OK. So much for freshman electromagnetism in fast forward. And now I'd like to turn to something that involves tensors and materials. As I mentioned a moment ago, piezoelectricity, literally "pressure electricity," is a very technologically important property, useful property, but also provides a nice example of a tensor property that has to be defined in terms of a sensor of third rank.

There are a number of different piezoelectric effects. The first one is the so-called direct piezoelectric effect. And it refers to the fact that if you subject a material to an applied stress, it will develop a surface charge. Remove the applied stress, the surface charge goes away.

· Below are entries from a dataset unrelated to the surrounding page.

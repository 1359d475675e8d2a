//! Bundle output
//!
//! A small pool of writer tasks that stores every bundle as one JSON
//! document under the output directory:
//!
//! ```text
//! <output_dir>/<class>/<display_form>_<representative_id>.json
//! ```
//!
//! In dry-run mode bundles are serialized and counted but not stored.

pub mod writer;

pub use writer::{bundle_path, OutputSettings, OutputWriterPool, WriterStats};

The surface charge can be described in terms of a polarization, a dipole moment per unit volume. And it will be in direct proportion to a stress tensor sigma j,k. And so what we'll assume-- and this is an assumption. And it's followed, except for very extreme conditions, that each component of the polarization, p sub i, is given by a linear combination of every one of the nine elements of stress, sigma i,j.

Oops, not i,j. I have to use a different index. I'm used to writing i,j. So each component of the polarization, where i ranges from 1 to 3, is given by a linear combination of all nine of the elements of stress, sigma j,k. And the proportionality constants, di,j,k, are known as the piezoelectric moduli. And this is called the direct piezoelectric effect.

OK. That's simply an assumption that the polarization is proportional to the applied stress. We know that stress, however, is a field tensor of second rank. We know that the polarization has the character of a vector, charge times the length.

We know how second-rank tensors transform. We know how first-rank tensors transform. And therefore, knowing that, we can say that the coefficients, the array of coefficients, di,j,k, will transform like a third-rank tensor. And therefore they are a tensor.

So we will have three components of polarization. And we will have nine components of stress. And so there will be 27 piezoelectric moduli, di,j,k. So things go up rapidly in terms of number of coefficients as the rank of a tensor increases.

Now let's take a look at the nature of these equations. We'll have, for example, the x1 component of P being given by d1,1,1 times the element of stress sigma 1,1. The next term will be d1,2,2 times sigma 2,2. I'm putting down the tensor components first. But this is just an equation. I can write the terms in any order.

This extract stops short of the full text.